A semana se encerrou com uma sucessão de manchetes em série, como se fossem apenas repetições de edições anteriores. Dia sim, dia não, os jornais estamparam títulos anunciando que alguém havia recebido algum dinheiro desviado da Petrobras. Em torno desse tema circularam estimativas de valores para o rombo total sofrido pela estatal do petróleo e apostas sobre o que poderia acontecer com a economia do país se as principais empreiteiras fossem declaradas inidôneas.
A nova semana se inicia como um repeteco dos dias anteriores, com mais uma referência a pagamentos de propina, que é manchete na Folha de S. Paulo na segunda-feira (24/11). Mas o próximo alvo, e o mais apetitoso, é o tesoureiro do Partido dos Trabalhadores, João Vaccari Neto. Ele está na capa da revista Época, que aposta todas as suas fichas em que, mesmo sem ter sido indiciado pela Polícia Federal, será um dos próximos alvos da Operação Lava Jato.
Não se pode adiantar qual será o próximo evento relacionado ao escândalo, mas é fácil observar que há um sistema em funcionamento: os empresários presos pela Polícia Federal, incomunicáveis entre si e parcialmente isolados do mundo exterior, têm seus depoimentos recortados e distribuídos em partes para a imprensa diariamente. Assim, ficamos sabendo, por exemplo, que “um empresário” cuja identidade não é revelada recolheu propina de uma empreiteira para destinatários ainda não identificados.
É assim, com fragmentos de informações seletivas, que a mídia tradicional vai formando uma convicção geral na sociedade: a de que não existe negócio com o setor público que não envolva corrupção. Curiosamente, o juiz encarregado do caso proíbe os réus de citar nomes de políticos eventualmente implicados no escândalo. Assim, aquilo que deveria ser uma operação policial exemplar se transforma em ação midiática, na qual os papéis se invertem e a imprensa assume a função de condenar à execração pública, a priori, qualquer indivíduo que tenha um dia feito negócios ou se comunicado com algum dos executivos e empresários presos.
O risco de um fiasco
Segundo um dos advogados que atuam no caso, a situação dos réus lembra o presídio americano de Guantánamo, na ilha de Cuba, cenário de abusos praticados contra detentos. O advogado, conhecido criminalista de São Paulo, diz que a Justiça e a Polícia Federal agem ilegalmente ao usar a prisão como contexto para obter declarações dos acusados, sob pressão, e ao negar acesso dos defensores ao conteúdo de delações premiadas.

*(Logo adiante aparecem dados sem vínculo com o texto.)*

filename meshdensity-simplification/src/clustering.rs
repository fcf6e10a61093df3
//! Voxel clustering
//!
//! Rossignac & Borrel style vertex clustering on a uniform grid: every vertex
//! falling into the same cube is replaced by the cluster centroid and faces are
//! re-indexed through the merge. Faces that lose a corner are dropped.
//!
//! Lossier and faster than edge collapse. The result is not guaranteed to be
//! manifold or to preserve volume, so treat it as experimental.

use crate::MeshSimplifier;
use itertools::Itertools;
use meshdensity_core::{to_f32, to_f64, Bounded, Error, Point3d, Result, TriangleMesh};
use std::collections::HashMap;
use tracing::debug;

/// Uniform grid vertex clustering reducer.
#[derive(Debug, Clone, Copy, PartialEq)]
pub struct VoxelReducer {
    /// Edge length of the grid cubes, in mesh units (mm)
    pub cell_size: f64,
}

impl VoxelReducer {
    pub fn new(cell_size: f64) -> Self {
        Self { cell_size }
    }

    /// Group vertex indices by grid cell, anchored at `origin`. Clusters are
    /// ordered by the lowest vertex index they contain.
    fn cluster(&self, mesh: &TriangleMesh, origin: &Point3d) -> Vec<Vec<usize>> {
        let mut cells: HashMap<[i64; 3], usize> = HashMap::new();
        let mut clusters: Vec<Vec<usize>> = Vec::new();

        for (vi, v) in mesh.vertices.iter().enumerate() {
            let offset = (to_f64(v) - origin) / self.cell_size;
            let key = [offset.x, offset.y, offset.z].map(|c| c.floor() as i64);
            let ci = *cells.entry(key).or_insert_with(|| {
                clusters.push(Vec::new());
                clusters.len() - 1
            });
            clusters[ci].push(vi);
        }
        clusters
    }

    /// # Errors
    /// - [`Error::InvalidParameter`] if `cell_size` is not a positive finite number
    /// - [`Error::IndexOutOfRange`] if a face references a missing vertex
    #[tracing::instrument(skip_all, fields(faces = mesh.face_count(), cell_size = self.cell_size))]
    pub fn reduce(&self, mesh: &TriangleMesh) -> Result<TriangleMesh> {
        if !(self.cell_size > 0.0 && self.cell_size.is_finite()) {
            return Err(Error::invalid_parameter(
                "cell_size",
                self.cell_size,
                "a positive cell size",
                mesh.summary(),
            ));
        }
        mesh.validate()?;
        if mesh.faces.is_empty() {
            return Ok(mesh.clone());
        }

        let (min, _) = mesh.bounding_box();
        let clusters = self.cluster(mesh, &to_f64(&min));

        let mut vertex_to_cluster = vec![0usize; mesh.vertices.len()];
        let representatives: Vec<_> = clusters
            .iter()
            .enumerate()
            .map(|(ci, cluster)| {
                let mut sum = Point3d::origin().coords;
                for &vi in cluster {
                    vertex_to_cluster[vi] = ci;
                    sum += to_f64(&mesh.vertices[vi]).coords;
                }
                to_f32(&Point3d::from(sum / cluster.len() as f64))
            })
            .collect();

        let faces: Vec<[usize; 3]> = mesh
            .faces
            .iter()
            .map(|face| face.map(|vi| vertex_to_cluster[vi]))
            .filter(|[a, b, c]| a != b && b != c && c != a)
            .unique_by(|face| {
                let mut key = *face;
                key.sort_unstable();
                key
            })
            .collect();

        let reduced = TriangleMesh::from_vertices_and_faces(representatives, faces).compact();
        debug!(
            clusters = clusters.len(),
            faces = reduced.face_count(),
            vertices = reduced.vertex_count(),
            "Voxel clustering finished"
        );
        Ok(reduced)
    }
}

impl MeshSimplifier for VoxelReducer {
    fn simplify(&self, mesh: &TriangleMesh) -> Result<TriangleMesh> {
        self.reduce(mesh)
    }
}

/// Cluster `mesh` on a grid of `cell_size` cubes.
pub fn voxel_reduce(mesh: &TriangleMesh, cell_size: f64) -> Result<TriangleMesh> {
    VoxelReducer::new(cell_size).reduce(mesh)
}
//! Album view routing: the route table and the navigation pipeline that runs it.

mod pipeline;
mod table;

pub use pipeline::{navigate, Activation, Navigation};
pub use table::{
    album_routes, RouteData, RouteDescriptor, RouteTable, ViewComponent, ALBUM_AUTHORITY,
    ALBUM_PAGE_TITLE, ALBUM_ROUTE_PREFIX,
};
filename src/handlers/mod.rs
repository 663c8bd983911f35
//! HTTP handlers for the album REST resource and the album view routes.

pub mod album;
pub mod view;
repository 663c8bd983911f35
//! View route handler: turns an HTTP GET into one navigation of the route table.

use crate::error::AppError;
use crate::extractors::Principal;
use crate::navigation::{navigate, Navigation, RouteDescriptor};
use crate::resolve::RouteSnapshot;
use std::collections::HashMap;
use std::sync::Arc;

/// Activate `route` for the caller. A redirect is answered with `303 See Other`.
pub async fn activate(
    route: Arc<RouteDescriptor>,
    params: HashMap<String, String>,
    query: HashMap<String, String>,
    principal: Principal,
) -> Result<Navigation, AppError> {
    let snapshot = RouteSnapshot {
        params,
        query,
        data: &route.data,
    };
    navigate(&route, snapshot, &principal).await
}
//! The album entity service contract.

use crate::error::AppError;
use crate::model::{Album, AlbumCriteria, Page, PageRequest};
use async_trait::async_trait;

/// Storage-backed album operations. `find` returning `Ok(None)` means the id does not exist.
#[async_trait]
pub trait AlbumService: Send + Sync {
    async fn find(&self, id: i64) -> Result<Option<Album>, AppError>;

    /// One page of the albums matching `criteria`; `total` counts every match.
    async fn query(&self, criteria: &AlbumCriteria, page: &PageRequest) -> Result<Page<Album>, AppError>;

    async fn count(&self, criteria: &AlbumCriteria) -> Result<u64, AppError>;

    /// Insert a new album; the stored row gets a fresh id.
    async fn create(&self, album: Album) -> Result<Album, AppError>;

    /// Replace an existing album. `Ok(None)` when no album has that id.
    async fn update(&self, album: Album) -> Result<Option<Album>, AppError>;

    /// Delete by id. Returns whether a row was removed.
    async fn delete(&self, id: i64) -> Result<bool, AppError>;

    /// Cheap liveness check of the backing store.
    async fn ping(&self) -> Result<(), AppError> {
        Ok(())
    }
}
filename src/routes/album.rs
//! Album routes: the view routes mounted from the route table, and the REST resource.

use crate::extractors::Principal;
use crate::handlers::album::{
    count, create, delete as delete_handler, list, read, search, update, ALBUM_API_PATH, ALBUM_SEARCH_PATH,
};
use crate::handlers::view::activate;
use crate::state::AppState;
use axum::{
    extract::{Path, Query},
    routing::get,
    Router,
};
use std::collections::HashMap;
use tower_http::limit::RequestBodyLimitLayer;

/// One GET route per route table entry, in table order.
pub fn album_view_routes(state: &AppState) -> Router {
    let table = &state.routes;
    let mut router = Router::new();
    for route in &table.routes {
        let path = route.mount_path(&table.prefix);
        tracing::debug!(path = %path, component = route.component.as_str(), "mounting view route");
        let route = route.clone();
        router = router.route(
            &path,
            get(
                move |params: Option<Path<HashMap<String, String>>>,
                      Query(query): Query<HashMap<String, String>>,
                      principal: Principal| {
                    let route = route.clone();
                    async move {
                        let params = params.map(|Path(p)| p).unwrap_or_default();
                        activate(route, params, query, principal).await
                    }
                },
            ),
        );
    }
    router
}

pub fn album_api_routes(state: AppState) -> Router {
    let body_limit = state.settings.max_body_bytes;
    Router::new()
        .route(ALBUM_API_PATH, get(list).post(create).put(update))
        .route(&format!("{}/count", ALBUM_API_PATH), get(count))
        .route(&format!("{}/:id", ALBUM_API_PATH), get(read).delete(delete_handler))
        .route(ALBUM_SEARCH_PATH, get(search))
        .layer(RequestBodyLimitLayer::new(body_limit))
        .with_state(state)
}
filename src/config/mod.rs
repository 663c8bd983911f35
pub mod settings;

pub use settings::*;
//! Common routes: health, readiness, version, and the not-found page.

use crate::response::error_body;
use crate::state::AppState;
use axum::{extract::State, http::StatusCode, routing::get, Json, Router};
use serde::Serialize;

#[derive(Serialize)]
struct HealthBody {
    status: &'static str,
}

#[derive(Serialize)]
struct ReadyBody {
    status: &'static str,
    #[serde(skip_serializing_if = "Option::is_none")]
    store: Option<&'static str>,
}

async fn health() -> Json<HealthBody> {
    Json(HealthBody { status: "ok" })
}

async fn ready(State(state): State<AppState>) -> Result<Json<ReadyBody>, (StatusCode, Json<ReadyBody>)> {
    if let Err(e) = state.service.ping().await {
        tracing::warn!(error = %e, "album store unavailable");
        return Err((
            StatusCode::SERVICE_UNAVAILABLE,
            Json(ReadyBody {
                status: "degraded",
                store: Some("unavailable"),
            }),
        ));
    }
    Ok(Json(ReadyBody {
        status: "ok",
        store: Some("ok"),
    }))
}

async fn version() -> Json<serde_json::Value> {
    Json(serde_json::json!({
        "name": env!("CARGO_PKG_NAME"),
        "version": env!("CARGO_PKG_VERSION")
    }))
}

/// Target of resolver redirects for unknown ids.
async fn not_found_page() -> (StatusCode, Json<serde_json::Value>) {
    (
        StatusCode::NOT_FOUND,
        Json(error_body("not_found", "the page you requested does not exist".into())),
    )
}

/// GET /health, /ready, /version, and the configured not-found path.
pub fn common_routes(state: AppState) -> Router {
    let not_found_path = state.settings.not_found_path.clone();
    Router::new()
        .route("/health", get(health))
        .route("/ready", get(ready))
        .route("/version", get(version))
        .route(&not_found_path, get(not_found_page))
        .with_state(state)
}
//! Route resolvers: data a view needs before the router activates it.
//!
//! A resolver either yields a value or aborts the navigation after asking the
//! [`Navigator`] for a redirect. Both outcomes are carried by [`Resolution`].

mod album;
mod paging;

pub use album::AlbumResolver;
pub use paging::{PagingParams, PagingParamsResolver, DEFAULT_SORT};

use crate::error::AppError;
use crate::navigation::RouteData;
use async_trait::async_trait;
use serde_json::Value;
use std::collections::HashMap;
use std::sync::Mutex;

/// Outcome of one resolver run: a value for the view, or an abort after a redirect.
#[derive(Clone, Debug, PartialEq, Eq)]
pub enum Resolution<T> {
    Value(T),
    Redirected,
}

impl<T> Resolution<T> {
    pub fn value(self) -> Option<T> {
        match self {
            Resolution::Value(v) => Some(v),
            Resolution::Redirected => None,
        }
    }
}

/// Receives redirect requests from resolvers. Fire-and-forget.
pub trait Navigator: Send + Sync {
    fn navigate(&self, path: &str);
}

impl<F> Navigator for F
where
    F: Fn(&str) + Send + Sync,
{
    fn navigate(&self, path: &str) {
        self(path)
    }
}

/// Keeps the first redirect requested during one navigation.
#[derive(Debug, Default)]
pub struct RedirectSlot {
    target: Mutex<Option<String>>,
}

impl RedirectSlot {
    pub fn new() -> Self {
        Self::default()
    }

    pub fn take(&self) -> Option<String> {
        self.target.lock().ok().and_then(|mut t| t.take())
    }
}

impl Navigator for RedirectSlot {
    fn navigate(&self, path: &str) {
        let Ok(mut target) = self.target.lock() else {
            return;
        };
        if let Some(first) = target.as_deref() {
            tracing::warn!(first = %first, ignored = %path, "redirect already requested");
            return;
        }
        *target = Some(path.to_string());
    }
}

/// What a resolver sees of the route being activated.
#[derive(Clone, Debug)]
pub struct RouteSnapshot<'a> {
    /// Path parameters (e.g. `id` for `:id/view`).
    pub params: HashMap<String, String>,
    pub query: HashMap<String, String>,
    pub data: &'a RouteData,
}

impl<'a> RouteSnapshot<'a> {
    pub fn new(data: &'a RouteData) -> Self {
        RouteSnapshot {
            params: HashMap::new(),
            query: HashMap::new(),
            data,
        }
    }

    pub fn with_param(mut self, key: &str, value: &str) -> Self {
        self.params.insert(key.to_string(), value.to_string());
        self
    }

    pub fn with_query(mut self, key: &str, value: &str) -> Self {
        self.query.insert(key.to_string(), value.to_string());
        self
    }

    pub fn param(&self, key: &str) -> Option<&str> {
        self.params.get(key).map(String::as_str).filter(|s| !s.is_empty())
    }

    pub fn query_param(&self, key: &str) -> Option<&str> {
        self.query.get(key).map(String::as_str).filter(|s| !s.is_empty())
    }
}

/// A named resolver on a route. Output is JSON so heterogeneous resolvers share one route table.
#[async_trait]
pub trait Resolve: Send + Sync {
    async fn resolve(
        &self,
        route: &RouteSnapshot<'_>,
        navigator: &dyn Navigator,
    ) -> Result<Resolution<Value>, AppError>;
}
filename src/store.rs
//! Database bootstrap: create the target database and the album table if missing.

use crate::error::{AppError, ConfigError};
use sqlx::postgres::{PgConnectOptions, PgPoolOptions};
use sqlx::{ConnectOptions, PgPool};
use std::str::FromStr;

const ALBUM_DDL: &str = r#"
CREATE TABLE IF NOT EXISTS album (
    id BIGSERIAL PRIMARY KEY,
    title TEXT NOT NULL,
    artist TEXT,
    release_date DATE
)
"#;

/// Connect a small pool, creating the database first when it does not exist.
pub async fn connect(database_url: &str) -> Result<PgPool, AppError> {
    ensure_database_exists(database_url).await?;
    let pool = PgPoolOptions::new()
        .max_connections(5)
        .connect(database_url)
        .await?;
    ensure_album_table(&pool).await?;
    Ok(pool)
}

pub async fn ensure_album_table(pool: &PgPool) -> Result<(), AppError> {
    sqlx::query(ALBUM_DDL).execute(pool).await?;
    sqlx::query("CREATE INDEX IF NOT EXISTS album_title_idx ON album (title)")
        .execute(pool)
        .await?;
    Ok(())
}

/// Connects to the `postgres` maintenance database on the same server to check/create the target.
pub async fn ensure_database_exists(database_url: &str) -> Result<(), AppError> {
    let (admin_url, db_name) = parse_db_name_from_url(database_url);
    if db_name.is_empty() || db_name == "postgres" {
        return Ok(());
    }
    let opts = PgConnectOptions::from_str(&admin_url)
        .map_err(|e| ConfigError::Load(format!("invalid DATABASE_URL: {}", e)))?;
    let mut conn: sqlx::PgConnection = opts.connect().await?;
    let exists: (bool,) = sqlx::query_as("SELECT EXISTS(SELECT 1 FROM pg_database WHERE datname = $1)")
        .bind(&db_name)
        .fetch_one(&mut conn)
        .await?;
    if !exists.0 {
        tracing::info!(database = %db_name, "creating database");
        sqlx::query(&format!("CREATE DATABASE {}", quote_ident(&db_name)))
            .execute(&mut conn)
            .await?;
    }
    Ok(())
}

/// Split `postgres://host/name?opts` into (`postgres://host/postgres?opts`, `name`).
/// A URL without a database path yields an empty name: the server default database is used as-is.
fn parse_db_name_from_url(url: &str) -> (String, String) {
    let scheme_end = url.find("://").map(|i| i + 3).unwrap_or(0);
    let authority_end = url[scheme_end..]
        .find(|c: char| c == '/' || c == '?')
        .map(|i| scheme_end + i);
    let Some(path_start) = authority_end.filter(|i| url[*i..].starts_with('/')).map(|i| i + 1) else {
        return (url.to_string(), String::new());
    };
    let (path, query) = match url[path_start..].split_once('?') {
        Some((p, q)) => (p, Some(q)),
        None => (&url[path_start..], None),
    };
    let mut admin_url = format!("{}postgres", &url[..path_start]);
    if let Some(q) = query {
        admin_url.push('?');
        admin_url.push_str(q);
    }
    (admin_url, path.trim().to_string())
}

fn quote_ident(name: &str) -> String {
    format!("\"{}\"", name.replace('"', "\"\""))
}

#[cfg(test)]
mod tests {
    use super::*;

    #[test]
    fn splits_database_name() {
        let (admin, name) = parse_db_name_from_url("postgres://u:p@localhost:5432/albums");
        assert_eq!(admin, "postgres://u:p@localhost:5432/postgres");
        assert_eq!(name, "albums");
    }

    #[test]
    fn keeps_query_on_admin_url() {
        let (admin, name) = parse_db_name_from_url("postgres://localhost/albums?sslmode=disable");
        assert_eq!(admin, "postgres://localhost/postgres?sslmode=disable");
        assert_eq!(name, "albums");
    }

    #[test]
    fn url_without_database_uses_server_default() {
        let (admin, name) = parse_db_name_from_url("postgres://user:pw@localhost:5432");
        assert_eq!(admin, "postgres://user:pw@localhost:5432");
        assert_eq!(name, "");

        let (_, name) = parse_db_name_from_url("postgres://localhost?sslmode=disable");
        assert_eq!(name, "");
        let (_, name) = parse_db_name_from_url("postgres://localhost/");
        assert_eq!(name, "");
    }

    #[tokio::test]
    async fn url_without_database_skips_creation() {
        // No connection is attempted when there is no database name to create.
        ensure_database_exists("postgres://user:pw@localhost:5432").await.unwrap();
    }

    #[test]
    fn identifiers_are_quoted() {
        assert_eq!(quote_ident("my\"db"), "\"my\"\"db\"");
    }
}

As empresas cujos dirigentes estão presos também encontram dificuldade para articular suas estratégias de defesa, porque não têm acesso pleno ao teor das acusações. Assessores de comunicação que trabalham no controle de danos sobre a reputação dessas corporações também são reféns do vazamento de dados a conta-gotas.
No frigir dos ovos, como observa um advogado constitucionalista que acompanha o processo, o julgamento poderá se arrastar indefinidamente ou ter parte das denúncias invalidada, se alguns dos acusados alegarem que foram constrangidos na prisão ou que tiveram seus direitos cerceados. Assim, a associação de interesses entre delegados federais que já tiveram sua isenção política questionada e a imprensa, cuja parcialidade é exibida diariamente, poderá estar transformando em fiasco a grande oportunidade para expor e cauterizar o sistema da corrupção incrustado nas instituições públicas.
Como o noticiário está produzindo a expectativa de uma grande devassa capaz de limpar o campo da política e sanear as relações entre o Estado e a iniciativa privada, uma frustração geral certamente irá afetar o juízo que muitos brasileiros fazem do sistema legal.
Frustração semelhante é manifestada em comentários nas redes sociais criticando os benefícios legais concedidos a políticos condenados na Ação Penal 470, do chamado “mensalão”. Declarações irresponsáveis como a do ministro do Supremo Tribunal Federal Gilmar Mendes, de que a futura composição da corte poderá resultar numa Justiça “bolivariana”, alimentam o ânimo radicalizante de cidadãos pouco educados para a convivência democrática.
Os holofotes da mídia costumam distorcer a realidade. Ao aceitar o jogo da imprensa no escândalo da Petrobras, o Judiciário pode estar entrando em uma perigosa armadilha.